Nuclear fuel re-processing will be one of the pillars of America's new nuclear power strategy, overturning a thirty-year ban on reprocessing technologies.


Advance Burner Reactors running on recycled nuclear fuel are part of President Bush’s answer to the problem of nuclear waste disposal.

But the Advanced Burner Reactors are yet to be designed. The Global Nuclear Energy Partnership plan sees the first such reactor coming into use by 2023.

Nuclear fuel reprocessing is controversial because current technologies separate out weapons-grade plutonium in the process, and this could then be used for producing nuclear weapons. This is the fear behind a ban that has lasted since the Ford presidency in the 1970s.

President Bush’s Global Nuclear Energy Partnership, which the re-processing plans form a part of, will try to tackle nuclear proliferation concerns by separating nations into “suppliers” and “users” of nuclear fuel. The use of reprocessing technology would then become the monopoly of stable “supplier” countries, it is hoped.

The US also hopes to develop reprocessing technologies that avoid the production of weapons-grade plutonium.
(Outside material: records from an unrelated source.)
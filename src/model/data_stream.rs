use serde::{Deserialize, Serialize};

use super::EventSchema;

/// A data stream registered in StreamPipes.
#[derive(Clone, Debug, Default, PartialEq, Serialize, Deserialize)]
#[serde(rename_all = "camelCase")]
pub struct SpDataStream {
    pub element_id: String,
    #[serde(default, skip_serializing_if = "Option::is_none")]
    pub dom: Option<String>,
    #[serde(
        default,
        deserialize_with = "super::null_as_default",
        skip_serializing_if = "Vec::is_empty"
    )]
    pub connected_to: Vec<String>,
    pub name: String,
    #[serde(default, skip_serializing_if = "Option::is_none")]
    pub description: Option<String>,
    #[serde(default, skip_serializing_if = "Option::is_none")]
    pub icon_url: Option<String>,
    #[serde(default, skip_serializing_if = "Option::is_none")]
    pub app_id: Option<String>,
    #[serde(default, deserialize_with = "super::null_as_default")]
    pub includes_assets: bool,
    #[serde(default, deserialize_with = "super::null_as_default")]
    pub includes_locales: bool,
    #[serde(
        default,
        deserialize_with = "super::null_as_default",
        skip_serializing_if = "Vec::is_empty"
    )]
    pub included_assets: Vec<String>,
    #[serde(
        default,
        deserialize_with = "super::null_as_default",
        skip_serializing_if = "Vec::is_empty"
    )]
    pub included_locales: Vec<String>,
    #[serde(default, deserialize_with = "super::null_as_default")]
    pub internally_managed: bool,
    #[serde(default, skip_serializing_if = "Option::is_none")]
    pub event_grounding: Option<EventGrounding>,
    #[serde(default, skip_serializing_if = "Option::is_none")]
    pub event_schema: Option<EventSchema>,
    #[serde(
        default,
        deserialize_with = "super::null_as_default",
        skip_serializing_if = "Vec::is_empty"
    )]
    pub category: Vec<String>,
    #[serde(default, deserialize_with = "super::null_as_default")]
    pub index: i32,
    #[serde(default, skip_serializing_if = "Option::is_none")]
    pub corresponding_adapter_id: Option<String>,
    #[serde(rename = "_rev", default, skip_serializing_if = "Option::is_none")]
    pub rev: Option<String>,
}

/// How events of a stream are transported and encoded.
#[derive(Clone, Debug, Default, PartialEq, Eq, Serialize, Deserialize)]
#[serde(rename_all = "camelCase")]
pub struct EventGrounding {
    #[serde(default, deserialize_with = "super::null_as_default")]
    pub transport_protocols: Vec<TransportProtocol>,
    #[serde(default, deserialize_with = "super::null_as_default")]
    pub transport_formats: Vec<TransportFormat>,
}

impl EventGrounding {
    /// The protocol consumers connect to; the API lists it first.
    pub fn primary_protocol(&self) -> Option<&TransportProtocol> {
        self.transport_protocols.first()
    }
}

/// Broker connection details, for example a Kafka or MQTT broker.
#[derive(Clone, Debug, Default, PartialEq, Eq, Serialize, Deserialize)]
#[serde(rename_all = "camelCase")]
pub struct TransportProtocol {
    #[serde(default, skip_serializing_if = "Option::is_none")]
    pub element_id: Option<String>,
    pub broker_hostname: String,
    pub topic_definition: TopicDefinition,
    #[serde(rename = "@class", default, skip_serializing_if = "Option::is_none")]
    pub class: Option<String>,
    #[serde(default, deserialize_with = "super::null_as_default")]
    pub port: i32,
}

/// The broker topic a stream is published on.
#[derive(Clone, Debug, Default, PartialEq, Eq, Serialize, Deserialize)]
#[serde(rename_all = "camelCase")]
pub struct TopicDefinition {
    pub actual_topic_name: String,
    #[serde(rename = "@class", default, skip_serializing_if = "Option::is_none")]
    pub class: Option<String>,
}

/// Serialization format of the events, identified by RDF type URIs.
#[derive(Clone, Debug, Default, PartialEq, Eq, Serialize, Deserialize)]
#[serde(rename_all = "camelCase")]
pub struct TransportFormat {
    #[serde(default, deserialize_with = "super::null_as_default")]
    pub rdf_type: Vec<String>,
}

#[cfg(test)]
mod tests {
    use serde_json::json;

    use super::SpDataStream;

    #[test]
    fn decodes_stream_with_grounding() {
        let stream: SpDataStream = serde_json::from_value(json!({
            "elementId": "sp:spdatastream:abc",
            "name": "Flow Rate",
            "eventGrounding": {
                "transportProtocols": [{
                    "@class": "org.apache.streampipes.model.grounding.KafkaTransportProtocol",
                    "elementId": "tp-1",
                    "brokerHostname": "kafka",
                    "topicDefinition": {
                        "@class": "org.apache.streampipes.model.grounding.SimpleTopicDefinition",
                        "actualTopicName": "org.apache.streampipes.flowrate"
                    },
                    "port": 9092
                }],
                "transportFormats": [{"rdfType": ["http://sepa.event-processing.org/sepa#json"]}]
            },
            "eventSchema": {"eventProperties": []},
            "category": ["SENSOR"],
            "_rev": "1-a"
        }))
        .expect("deserializes");

        let protocol = stream
            .event_grounding
            .as_ref()
            .and_then(|grounding| grounding.primary_protocol())
            .expect("protocol present");
        assert_eq!(protocol.broker_hostname, "kafka");
        assert_eq!(protocol.port, 9092);
        assert_eq!(
            protocol.topic_definition.actual_topic_name,
            "org.apache.streampipes.flowrate"
        );

        let encoded = serde_json::to_string(&stream).expect("serializes");
        let decoded: SpDataStream = serde_json::from_str(&encoded).expect("deserializes");
        assert_eq!(decoded, stream);

        let value = serde_json::to_value(&stream).expect("serializes");
        assert!(value.get("description").is_none());
        assert!(value.get("connectedTo").is_none());
    }

    #[test]
    fn explicit_nulls_decode_as_empty_values() {
        let stream: SpDataStream = serde_json::from_value(json!({
            "elementId": "sp:spdatastream:abc",
            "name": "Flow Rate",
            "connectedTo": null,
            "includesAssets": null,
            "includedLocales": null,
            "category": null,
            "index": null,
            "eventGrounding": {
                "transportProtocols": null,
                "transportFormats": [{"rdfType": null}]
            }
        }))
        .expect("deserializes");

        assert!(stream.connected_to.is_empty());
        assert!(!stream.includes_assets);
        assert!(stream.included_locales.is_empty());
        assert!(stream.category.is_empty());
        assert_eq!(stream.index, 0);

        let grounding = stream.event_grounding.expect("grounding present");
        assert_eq!(grounding.primary_protocol(), None);
        assert!(grounding.transport_formats[0].rdf_type.is_empty());
    }
}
“Together, we will develop and deploy innovative advanced reactors and new methods to recycle spent fuel. This will allow us to produce more energy, while dramatically reducing the amount of nuclear waste and eliminating the nuclear by-products that unstable regimes or terrorists could use to make weapons,” President Bush said on Saturday.

The nuclear strategy will bring “large amounts of low-cost electricity without emitting air pollution or greenhouse gases,” he said.

As part of its 2007 fiscal year budget, the US government has allocated $632 m for research, development and construction of nuclear facilities, and wants to start constructing new nuclear plants by the end of the decade. Work on the last American new nuclear power plant started in the 1970s.

The drive to recycle nuclear fuel has been partly motivated by strong opposition to storing nuclear waste in the US, at sites such as the Yucca Mountain repository in Nevada, where protests continue.